Read Boston Noir Page 10


  I brushed past a group of drunk sailors in their dress blues as I got up to my corner, the sailors no doubt happy that with the war over, they didn't have to worry about crazed kamikazes smashing into their gun turrets, burning to death out there in the Pacific. They were obviously headed to one of the nearby bars. There were other guys out there as well, though I could always identify the ones who were recently discharged vets: they moved quickly, their eyes flicking around, and whenever there was a loud horn or a backfire from a passing truck, they would freeze in place.

  And then, of course, they would unfreeze. There were years of drinking and raising hell to catch up on.

  I shifted my paper grocery sack from one hand to the other and approached the woman, touched the brim of my fedora with my free hand. "Are you waiting for me?" I asked.

  Her face was pale and frightened, like a young mom seeing blood on her child for the very first time. "Are you Billy Sullivan?"

  "Yep."

  "Yes, I'm here to see you."

  I shrugged. "Then follow me, miss."

  I moved past her and opened the wooden door that led to a small foyer, and then upstairs, the wooden steps creaking under our footfalls. At the top, a narrow hallway led off, three doors on each side, each door with a half-frame of frosted glass. Mine said, B. Sullivan, Investigations, and two of the windows down the hallway were blank. The other three announced a watchmaker, a piano teacher, and a press agent.

  I unlocked the door, flicked on the light, and walked in.
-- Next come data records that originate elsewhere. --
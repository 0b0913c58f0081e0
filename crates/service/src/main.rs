use std::collections::HashMap;
use std::net::SocketAddr;
use std::sync::{Arc, Mutex};
use std::time::Duration;

use axum::extract::State;
use axum::http::StatusCode;
use axum::response::{IntoResponse, Response};
use axum::{routing::get, routing::post, Json, Router};
use serde::{Deserialize, Serialize};
use thiserror::Error;
use tracing::{error, info};

use bulletin_core::{ModelLimits, Tokenizer, TokenizerKind};
use bulletin_engine::Session;
use bulletin_llm::HttpCompletionClient;

struct AppState {
    client: HttpCompletionClient,
    tokenizer: Tokenizer,
    limits: ModelLimits,
    history_budget: usize,
    workers: usize,
    sessions: Mutex<HashMap<String, Arc<tokio::sync::Mutex<Session>>>>,
}

#[tokio::main]
async fn main() -> Result<(), anyhow::Error> {
    tracing_subscriber::fmt::init();
    let base_url = std::env::var("BULLETIN_BASE_URL")
        .map_err(|_| anyhow::anyhow!("BULLETIN_BASE_URL is not set"))?;
    let api_key = std::env::var("BULLETIN_API_KEY")
        .map_err(|_| anyhow::anyhow!("BULLETIN_API_KEY is not set"))?;
    let model =
        std::env::var("BULLETIN_MODEL").unwrap_or_else(|_| "llama-3-8b-instruct".to_string());
    let timeout = Duration::from_secs(env_usize("BULLETIN_TIMEOUT_SECS", 120) as u64);
    let defaults = ModelLimits::default();
    let state = Arc::new(AppState {
        client: HttpCompletionClient::new(base_url, api_key, model).with_timeout(timeout),
        tokenizer: TokenizerKind::default().build()?,
        limits: ModelLimits {
            context_window: env_usize("BULLETIN_CONTEXT_WINDOW", defaults.context_window),
            max_output_tokens: env_usize(
                "BULLETIN_MAX_OUTPUT_TOKENS",
                defaults.max_output_tokens,
            ),
            safety_buffer: env_usize("BULLETIN_SAFETY_BUFFER", defaults.safety_buffer),
        },
        history_budget: env_usize("BULLETIN_HISTORY_BUDGET", 3000),
        workers: env_usize("BULLETIN_WORKERS", 8),
        sessions: Mutex::new(HashMap::new()),
    });
    let app = Router::new()
        .route("/healthz", get(handle_health))
        .route("/summarize", post(handle_summarize))
        .route("/chat", post(handle_chat))
        .with_state(state);
    let addr: SocketAddr = std::env::var("BIND_ADDR")
        .unwrap_or_else(|_| "0.0.0.0:8000".to_string())
        .parse()?;
    let listener = tokio::net::TcpListener::bind(addr).await?;
    info!("listening" = %addr);
    axum::serve(listener, app).await?;
    Ok(())
}

fn env_usize(var: &str, default: usize) -> usize {
    std::env::var(var)
        .ok()
        .and_then(|v| v.parse().ok())
        .unwrap_or(default)
}

async fn handle_health() -> &'static str {
    "ok"
}

#[derive(Debug, Deserialize)]
struct SummarizeRequest {
    text: String,
    instructions: Option<String>,
}

#[derive(Debug, Serialize)]
struct SummarizeResponse {
    summary: String,
}

async fn handle_summarize(
    State(state): State<Arc<AppState>>,
    Json(body): Json<SummarizeRequest>,
) -> Result<Json<SummarizeResponse>, AppError> {
    if body.text.trim().is_empty() {
        return Err(AppError::bad_request("text is empty"));
    }
    let prompt = match &body.instructions {
        Some(instructions) => format!(
            "{instructions}\n\nUser Input:\nPlease provide a summary based on the above \
             considerations and the attached file content.\n\nAttached File Content:\n{}",
            body.text
        ),
        None => body.text.clone(),
    };
    let mut session = Session::new(state.limits)
        .with_history_budget(state.history_budget)
        .with_workers(state.workers);
    let summary = session
        .answer(&state.client, &state.tokenizer, &prompt, None)
        .await
        .map_err(AppError::turn)?;
    Ok(Json(SummarizeResponse { summary }))
}

#[derive(Debug, Deserialize)]
struct ChatRequest {
    #[serde(default = "default_session_id")]
    session: String,
    prompt: String,
    excerpt: Option<String>,
}

fn default_session_id() -> String {
    "default".to_string()
}

#[derive(Debug, Serialize)]
struct ChatResponse {
    session: String,
    reply: String,
    turns: usize,
}

async fn handle_chat(
    State(state): State<Arc<AppState>>,
    Json(body): Json<ChatRequest>,
) -> Result<Json<ChatResponse>, AppError> {
    if body.prompt.trim().is_empty() {
        return Err(AppError::bad_request("prompt is empty"));
    }
    let session = {
        let mut sessions = state
            .sessions
            .lock()
            .expect("session registry lock poisoned");
        Arc::clone(sessions.entry(body.session.clone()).or_insert_with(|| {
            Arc::new(tokio::sync::Mutex::new(
                Session::new(state.limits)
                    .with_history_budget(state.history_budget)
                    .with_workers(state.workers),
            ))
        }))
    };
    let mut session = session.lock().await;
    let reply = session
        .answer(
            &state.client,
            &state.tokenizer,
            &body.prompt,
            body.excerpt.as_deref(),
        )
        .await
        .map_err(AppError::turn)?;
    Ok(Json(ChatResponse {
        session: body.session,
        reply,
        turns: session.history().len() / 2,
    }))
}

#[derive(Error, Debug)]
enum AppError {
    #[error("{0}")]
    BadRequest(String),
    #[error("turn failed: {0}")]
    Turn(String),
}

impl AppError {
    fn bad_request<E: ToString>(msg: E) -> Self {
        Self::BadRequest(msg.to_string())
    }

    fn turn<E: ToString>(err: E) -> Self {
        Self::Turn(err.to_string())
    }
}

impl IntoResponse for AppError {
    fn into_response(self) -> Response {
        match self {
            AppError::BadRequest(msg) => (StatusCode::BAD_REQUEST, msg).into_response(),
            AppError::Turn(msg) => {
                error!("turn_error" = %msg);
                (StatusCode::BAD_GATEWAY, msg).into_response()
            }
        }
    }
}

#[cfg(test)]
mod tests {
    use super::*;

    #[test]
    fn chat_request_defaults_session_id() {
        let body: ChatRequest = serde_json::from_str(r#"{"prompt":"hi"}"#).unwrap();
        assert_eq!(body.session, "default");
        assert!(body.excerpt.is_none());
    }

    #[test]
    fn bad_request_maps_to_400() {
        let response = AppError::bad_request("nope").into_response();
        assert_eq!(response.status(), StatusCode::BAD_REQUEST);
    }

    #[test]
    fn turn_error_maps_to_502() {
        let response = AppError::turn("backend down").into_response();
        assert_eq!(response.status(), StatusCode::BAD_GATEWAY);
    }
}
use indexmap::map::Entry;
use indexmap::IndexMap;

/// Values the summarize-and-extract mode emits for sections a chunk knows
/// nothing about. Contributions matching one of these are dropped so they
/// never shadow real content from sibling chunks.
const PLACEHOLDERS: [&str; 3] = [
    "not applicable",
    "information not available in this chunk",
    "n/a",
];

pub fn is_placeholder(content: &str) -> bool {
    let normalized = content.trim().to_lowercase();
    PLACEHOLDERS.contains(&normalized.as_str())
}

/// Ordered label -> content map used to merge field-structured partial
/// responses. Labels keep first-seen order; repeated labels accumulate
/// their content newline-joined.
#[derive(Debug, Default, Clone, PartialEq, Eq)]
pub struct FieldMap {
    fields: IndexMap<String, String>,
}

impl FieldMap {
    pub fn new() -> Self {
        Self::default()
    }

    /// Fold one partial response in. Paragraphs are blank-line separated;
    /// only paragraphs of the shape `Label: content` contribute.
    pub fn absorb(&mut self, response: &str) {
        for paragraph in response.split("\n\n") {
            let Some((label, content)) = paragraph.split_once(':') else {
                continue;
            };
            let label = label.trim();
            let content = content.trim();
            if label.is_empty() || content.is_empty() || is_placeholder(content) {
                continue;
            }
            match self.fields.entry(label.to_string()) {
                Entry::Occupied(mut slot) => {
                    let value = slot.get_mut();
                    value.push('\n');
                    value.push_str(content);
                }
                Entry::Vacant(slot) => {
                    slot.insert(content.to_string());
                }
            }
        }
    }

    pub fn is_empty(&self) -> bool {
        self.fields.is_empty()
    }

    pub fn len(&self) -> usize {
        self.fields.len()
    }

    pub fn get(&self, label: &str) -> Option<&str> {
        self.fields.get(label).map(String::as_str)
    }

    /// Serialize back to `Label: value` blocks separated by blank lines.
    pub fn render(&self) -> String {
        self.fields
            .iter()
            .map(|(label, value)| format!("{label}: {value}"))
            .collect::<Vec<_>>()
            .join("\n\n")
    }
}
There was an old oak desk in the center with my chair, a Remington typewriter on a stand, and two solid filing cabinets with locks. In front of the desk were two wooden chairs, and I motioned my guest to the nearest one. A single window that hadn't been washed since Hoover was president overlooked the square and its flickering neon lights.

  "Be right back," I said, ducking through a curtain off to the side. Beyond the curtain was a small room with a bed, radio, easy chair, table lamp, and icebox. A closed door led to a small bathroom that most days had plenty of hot water. I put a bottle of milk away, tossed the bread on a counter next to the toaster and hot plate, and returned to the office. I took off my coat and hat, and hung both on a coat rack.
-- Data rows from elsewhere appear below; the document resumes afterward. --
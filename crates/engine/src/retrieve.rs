use async_trait::async_trait;

use crate::error::Result;

/// External retrieval capability: given a query, return the most relevant
/// excerpt of an attached corpus. The engine only consumes the returned
/// text (it becomes the assembler's system excerpt); ranking internals
/// live behind this seam.
#[async_trait]
pub trait Retriever: Send + Sync {
    async fn top_k_relevant(&self, query: &str, k: usize) -> Result<String>;
}
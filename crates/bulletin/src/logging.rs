use std::env;
use std::sync::atomic::{AtomicBool, Ordering};

static VERBOSE: AtomicBool = AtomicBool::new(false);

pub fn init(enabled: bool) {
    VERBOSE.store(enabled, Ordering::Relaxed);
    if enabled {
        info("verbose logging enabled");
    }
}

pub fn verbose_enabled() -> bool {
    VERBOSE.load(Ordering::Relaxed)
}

pub fn info(message: impl AsRef<str>) {
    eprintln!("[bulletin] {}", message.as_ref());
}

pub fn stage(stage: &str, message: impl AsRef<str>) {
    eprintln!("[bulletin::{}] {}", stage, message.as_ref());
}

pub fn verbose(message: impl AsRef<str>) {
    if verbose_enabled() {
        eprintln!("[bulletin::verbose] {}", message.as_ref());
    }
}

pub fn env_flag() -> bool {
    env::var("BULLETIN_VERBOSE")
        .map(|value| parse_bool(value.trim()))
        .unwrap_or(false)
}

fn parse_bool(raw: &str) -> bool {
    matches!(
        raw.trim().to_lowercase().as_str(),
        "1" | "true" | "yes" | "on"
    )
}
  The woman sat there, leaning forward a bit, like she didn't want her back to be spoiled by whatever cooties resided in my office. She looked at me and tried to smile. "I thought all private detectives carried guns."

  I shook my head. "Like the movies? Roscoes, heaters, gats, all that nonsense? Nah, I saw enough guns the last couple of years. I don't need one, not for what I do."

  At my desk, I uncapped my Parker pen and grabbed a legal pad. "You know my name, don't you think you should return the favor?"

  She nodded quickly. "Of course. The name is Mandy Williams...I'm from Seattle."

  I looked up. "You're a long way from home."

  Tears formed in the corners of her eyes. "I know, I know...and it's all going to sound silly, but I hope you can help me find something."

  "Something or someone?" I asked.

  "Something," she said. "Something that means the world to me."

  "Go on."

  "This is going to sound crazy, Mister Sullivan, so please...bear with me, all right?"

  "Sure."

  She took a deep breath. "My fiance, Roger Thompson, he was in the army and was stationed here, before he was shipped overseas."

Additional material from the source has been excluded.